Salı , 2 Haziran 2015
Anasayfa » Yazarlar » Gezi direnişi, bir adalet ve demokrasi talebidir
Gezi direnişi, bir adalet ve demokrasi talebidir

Gezi direnişi, bir adalet ve demokrasi talebidir

Hikâye aslında Turgut Uyar dizeleriyle başlıyordu:

Hiç unutmam, hiç unutmam, hiç unutmam

diyor birisi yineliyorum

hiç unutmam, hiç unutmam, hiç unutmam, hiç unutmayın

insan nasıl direnir başka

hiç unutma

Madem unutmamak üzere yola çıktık, hatırlayalım:

Bundan tam iki yıl önce İstanbul Büyükşehir Belediyesi’ne tahsis edilmiş olan Taksim Gezi Parkı’na İstanbul 6. İdare Mahkemesi ile 2 No’lu Kültür ve Tabiat Varlıklarını Koruma Kurulu kararı olduğu hâlde Topçu Kışlası’nın Taksim Yayalaştırma Projesi çerçevesinde imar izni olmadan yeniden inşa edilmek istenmesi Gezi direnişinin fitilini ateşledi.

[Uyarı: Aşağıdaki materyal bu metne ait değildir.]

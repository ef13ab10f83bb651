//! CLI command implementations.

mod config;
mod doctor;
mod generate;
mod segment;

pub use config::run_config;
pub use doctor::run_doctor;
pub use generate::run_generate;
pub use segment::run_segment;
//! Doctor command - verify tools, API keys and directories before a run.

use crate::cli::Output;
use crate::config::Settings;
use console::style;
use std::path::Path;
use std::process::Command;

#[derive(Debug, Clone, Copy, PartialEq)]
enum Level {
    Pass,
    Warn,
    Fail,
}

/// Outcome of one diagnostic.
#[derive(Debug)]
struct Finding {
    subject: String,
    level: Level,
    detail: String,
    fix: Option<String>,
}

impl Finding {
    fn pass(subject: &str, detail: impl Into<String>) -> Self {
        Self { subject: subject.to_string(), level: Level::Pass, detail: detail.into(), fix: None }
    }

    fn warn(subject: &str, detail: impl Into<String>, fix: impl Into<String>) -> Self {
        Self { subject: subject.to_string(), level: Level::Warn, detail: detail.into(), fix: Some(fix.into()) }
    }

    fn fail(subject: &str, detail: impl Into<String>, fix: impl Into<String>) -> Self {
        Self { subject: subject.to_string(), level: Level::Fail, detail: detail.into(), fix: Some(fix.into()) }
    }

    fn print(&self) {
        let mark = match self.level {
            Level::Pass => style("✓").green(),
            Level::Warn => style("!").yellow(),
            Level::Fail => style("✗").red(),
        };
        println!("  {} {} - {}", mark, style(&self.subject).bold(), self.detail);
        if let Some(fix) = &self.fix {
            println!("    {} {}", style("→").dim(), style(fix).dim());
        }
    }
}

/// Run all diagnostic checks.
pub fn run_doctor(settings: &Settings) -> anyhow::Result<()> {
    Output::header("Reelcast Doctor");
    println!();

    let sections: Vec<(&str, Vec<Finding>)> = vec![
        ("Media tools", vec![probe_tool("ffmpeg"), probe_tool("ffprobe")]),
        (
            "API keys",
            vec![
                api_key_finding("OPENAI_API_KEY", std::env::var("OPENAI_API_KEY").ok(), Some("sk-")),
                api_key_finding(
                    &settings.visuals.api_key_env,
                    std::env::var(&settings.visuals.api_key_env).ok(),
                    None,
                ),
            ],
        ),
        (
            "Directories",
            vec![
                directory_finding("Output", &settings.output_dir()),
                directory_finding("Temp", &settings.temp_dir()),
                image_cache_finding(&settings.assets_dir()),
            ],
        ),
        ("Configuration", vec![config_finding(&Settings::default_config_path())]),
    ];

    for (title, findings) in &sections {
        println!("{}", style(title).bold());
        for finding in findings {
            finding.print();
        }
        println!();
    }

    let all = sections.iter().flat_map(|(_, f)| f);
    let (failures, warnings) = all.fold((0, 0), |(f, w), finding| match finding.level {
        Level::Fail => (f + 1, w),
        Level::Warn => (f, w + 1),
        Level::Pass => (f, w),
    });

    if failures > 0 {
        Output::error(&format!("{} problem(s) must be fixed before generating videos.", failures));
        std::process::exit(1);
    } else if warnings > 0 {
        Output::warning(&format!("Ready, with {} warning(s).", warnings));
    } else {
        Output::success("Everything looks good. Reelcast is ready.");
    }

    Ok(())
}

fn probe_tool(name: &str) -> Finding {
    let hint = if cfg!(target_os = "macos") {
        "Install with: brew install ffmpeg"
    } else if cfg!(target_os = "linux") {
        "Install with: sudo apt install ffmpeg (or your package manager)"
    } else {
        "Install from: https://ffmpeg.org/download.html"
    };

    match Command::new(name).arg("-version").output() {
        Ok(output) if output.status.success() => {
            let banner = String::from_utf8_lossy(&output.stdout);
            let first = banner.lines().next().unwrap_or("installed").trim();
            Finding::pass(name, truncate(first, 50))
        }
        Ok(_) => Finding::fail(name, "installed but not working", hint),
        Err(e) if e.kind() == std::io::ErrorKind::NotFound => Finding::fail(name, "not found", hint),
        Err(e) => Finding::fail(name, format!("error: {}", e), hint),
    }
}

fn api_key_finding(var: &str, value: Option<String>, prefix: Option<&str>) -> Finding {
    let set_hint = format!("Set with: export {}='{}...'", var, prefix.unwrap_or(""));
    match value {
        None => Finding::fail(var, "not set", set_hint),
        Some(key) if key.trim().is_empty() => Finding::fail(var, "empty", set_hint),
        Some(key) if !key.is_ascii() || key.len() < 12 => {
            Finding::warn(var, "set but looks too short", "Check that the whole key was copied")
        }
        Some(key) if prefix.is_some_and(|p| !key.starts_with(p)) => {
            Finding::warn(var, "set but format looks unusual", format!("Expected a key starting with {}", prefix.unwrap_or("")))
        }
        Some(key) => Finding::pass(var, format!("configured ({})", mask(&key))),
    }
}

fn directory_finding(label: &str, dir: &Path) -> Finding {
    let subject = format!("{} directory", label);
    if dir.exists() {
        Finding::pass(&subject, format!("{} ({})", dir.display(), format_size(dir_size(dir))))
    } else {
        Finding::warn(&subject, format!("{} (will be created)", dir.display()), "Created on first run")
    }
}

fn image_cache_finding(assets: &Path) -> Finding {
    let images = std::fs::read_dir(assets)
        .map(|entries| {
            entries
                .filter_map(|e| e.ok())
                .filter(|e| e.path().extension().is_some_and(|ext| ext != "json"))
                .count()
        })
        .unwrap_or(0);
    Finding::pass("Image cache", format!("{} ({} images)", assets.display(), images))
}

fn config_finding(path: &Path) -> Finding {
    if path.exists() {
        Finding::pass("Config file", path.display().to_string())
    } else {
        Finding::warn("Config file", "using defaults", "Create with: reelcast config edit")
    }
}

/// Keep the first seven and last four characters of a key.
fn mask(key: &str) -> String {
    let chars: Vec<char> = key.chars().collect();
    if chars.len() <= 11 {
        return "*".repeat(chars.len());
    }
    let head: String = chars[..7].iter().collect();
    let tail: String = chars[chars.len() - 4..].iter().collect();
    format!("{}...{}", head, tail)
}

fn truncate(text: &str, max_chars: usize) -> String {
    if text.chars().count() > max_chars {
        format!("{}...", text.chars().take(max_chars).collect::<String>())
    } else {
        text.to_string()
    }
}

/// Total size of the files directly inside `dir`.
fn dir_size(dir: &Path) -> u64 {
    std::fs::read_dir(dir)
        .map(|entries| {
            entries
                .filter_map(|e| e.ok())
                .filter_map(|e| e.metadata().ok())
                .filter(|m| m.is_file())
                .map(|m| m.len())
                .sum()
        })
        .unwrap_or(0)
}

fn format_size(bytes: u64) -> String {
    const UNITS: [&str; 3] = ["KB", "MB", "GB"];
    if bytes < 1024 {
        return format!("{} B", bytes);
    }
    let mut value = bytes as f64 / 1024.0;
    let mut unit = 0;
    while value >= 1024.0 && unit < UNITS.len() - 1 {
        value /= 1024.0;
        unit += 1;
    }
    format!("{:.1} {}", value, UNITS[unit])
}

#[cfg(test)]
mod tests {
    use super::*;

    #[test]
    fn test_api_key_levels() {
        assert_eq!(api_key_finding("K", None, None).level, Level::Fail);
        assert_eq!(api_key_finding("K", Some("  ".into()), None).level, Level::Fail);
        assert_eq!(api_key_finding("K", Some("short".into()), None).level, Level::Warn);
        assert_eq!(api_key_finding("K", Some("pk-0123456789abcdef".into()), Some("sk-")).level, Level::Warn);
        assert_eq!(api_key_finding("K", Some("sk-0123456789abcdef".into()), Some("sk-")).level, Level::Pass);
    }

    #[test]
    fn test_mask_keeps_ends() {
        assert_eq!(mask("sk-abcdefghijklmnopqrstuvwxyz"), "sk-abcd...wxyz");
        assert_eq!(mask("tiny"), "****");
    }

    #[test]
    fn test_missing_directory_warns() {
        let dir = tempfile::tempdir().unwrap();
        assert_eq!(directory_finding("Output", dir.path()).level, Level::Pass);
        assert_eq!(directory_finding("Output", &dir.path().join("nope")).level, Level::Warn);
    }

    #[test]
    fn test_dir_size_counts_files() {
        let dir = tempfile::tempdir().unwrap();
        std::fs::write(dir.path().join("a"), [0u8; 10]).unwrap();
        std::fs::write(dir.path().join("b"), [0u8; 5]).unwrap();
        assert_eq!(dir_size(dir.path()), 15);
        assert_eq!(dir_size(&dir.path().join("missing")), 0);
    }

    #[test]
    fn test_format_size() {
        assert_eq!(format_size(500), "500 B");
        assert_eq!(format_size(1024), "1.0 KB");
        assert_eq!(format_size(1024 * 1024), "1.0 MB");
        assert_eq!(format_size(1024 * 1024 * 1024), "1.0 GB");
    }
}
//! Image search collaborators.

use crate::config::VisualSettings;
use crate::error::{ReelcastError, Result};
use crate::openai::http_client;
use async_trait::async_trait;
use serde::{Deserialize, Serialize};
use tracing::{debug, instrument};

/// One image search result.
#[derive(Debug, Clone, PartialEq, Serialize, Deserialize)]
pub struct ImageHit {
    /// Direct URL of the full-size image.
    pub url: String,
    pub title: Option<String>,
    /// Width reported by the search engine, if any.
    pub width: Option<u32>,
    /// Page the image was found on.
    pub attribution: Option<String>,
}

/// Paginated image search.
#[async_trait]
pub trait ImageSearch: Send + Sync {
    /// Results for zero-based `page`. An empty page means there are no more.
    async fn search_page(&self, query: &str, page: u32) -> Result<Vec<ImageHit>>;
}

/// Google Images through SerpAPI.
pub struct SerpApiSearch {
    http: reqwest::Client,
    endpoint: String,
    api_key: String,
}

#[derive(Debug, Deserialize)]
struct SerpApiResponse {
    #[serde(default)]
    images_results: Vec<SerpApiImage>,
    #[serde(default)]
    error: Option<String>,
}

#[derive(Debug, Deserialize)]
struct SerpApiImage {
    original: Option<String>,
    title: Option<String>,
    original_width: Option<u32>,
    link: Option<String>,
}

impl SerpApiSearch {
    pub fn with_config(settings: &VisualSettings) -> Result<Self> {
        let api_key = std::env::var(&settings.api_key_env)
            .ok()
            .filter(|k| !k.is_empty())
            .ok_or_else(|| ReelcastError::Config(format!("{} not set", settings.api_key_env)))?;

        Ok(Self {
            http: http_client(settings.fetch_timeout())?,
            endpoint: settings.search_endpoint.clone(),
            api_key,
        })
    }
}

impl SerpApiResponse {
    fn into_hits(self) -> Result<Vec<ImageHit>> {
        // SerpAPI reports "no results" as an error string on the last page.
        if let Some(error) = self.error {
            if self.images_results.is_empty() && !error.to_lowercase().contains("hasn't returned any results") {
                return Err(ReelcastError::ImageSearch(error));
            }
        }

        Ok(self
            .images_results
            .into_iter()
            .filter_map(|img| {
                img.original.map(|url| ImageHit {
                    url,
                    title: img.title,
                    width: img.original_width,
                    attribution: img.link,
                })
            })
            .collect())
    }
}

#[async_trait]
impl ImageSearch for SerpApiSearch {
    #[instrument(skip(self), fields(query = %query, page = page))]
    async fn search_page(&self, query: &str, page: u32) -> Result<Vec<ImageHit>> {
        let page = page.to_string();
        let response = self
            .http
            .get(&self.endpoint)
            .query(&[
                ("engine", "google_images"),
                ("q", query),
                ("ijn", page.as_str()),
                ("num", "100"),
                ("tbs", "isz:lt,islt:svga"),
                ("api_key", self.api_key.as_str()),
            ])
            .send()
            .await?
            .error_for_status()?;

        let body: SerpApiResponse = response.json().await?;
        let hits = body.into_hits()?;
        debug!("Search page returned {} hits", hits.len());
        Ok(hits)
    }
}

Her ne kadar Koruma Kurulu, Topçu Kışlası’nın yeniden inşasını “kamu yararına uygun” bulmadığı için reddettiyse de, dönemin Başbakanı Recep Tayyip Erdoğan’ın, “Biz de reddi reddederiz” demesi üzerine Kültür Varlıklarını Koruma Yüksek Kurulu bu kararı iptal etti.

27 Mayıs 2013 tarihinde gece yarısı iş makinelerinin parka girerek parkın duvarlarını yıkıp ağaçları kökünden sökmesi üzerine yurttaşlar, çalışmanın durdurulması için parka koştu, polisin halka yönelik orantısız güç kullanımının ardından eylemler başladı.

Bir yandan polisin sert müdahalesi diğer yandan Erdoğan’ın Topçu Kışlası’nın yapımına yönelik ısrarcı ve çelişkili açıklamaları, direnişi Türkiye genelinde hükümet karşıtı gösterilere dönüştürdü. Müdahalenin ilk günlerinde “Biz orada tarihi yeniden ihya edeceğiz” diyen Erdoğan, bir kaç gün sonra, “Gezi Parkı’nda yapılan çalışmaların Topçu Kışlası’nın yeniden yapılmasıyla ilgisi yok. Topçu Kışlası gökten zembille inen bir proje değil. Olay miting yapmaksa onun 100 bin topladığı yerde 1 milyon toplarım” diyordu. Sonraki günlerde el artırıp AKM’nin yıkılacağından yerine barok tarzda opera binası yapılacağından bahsediyordu.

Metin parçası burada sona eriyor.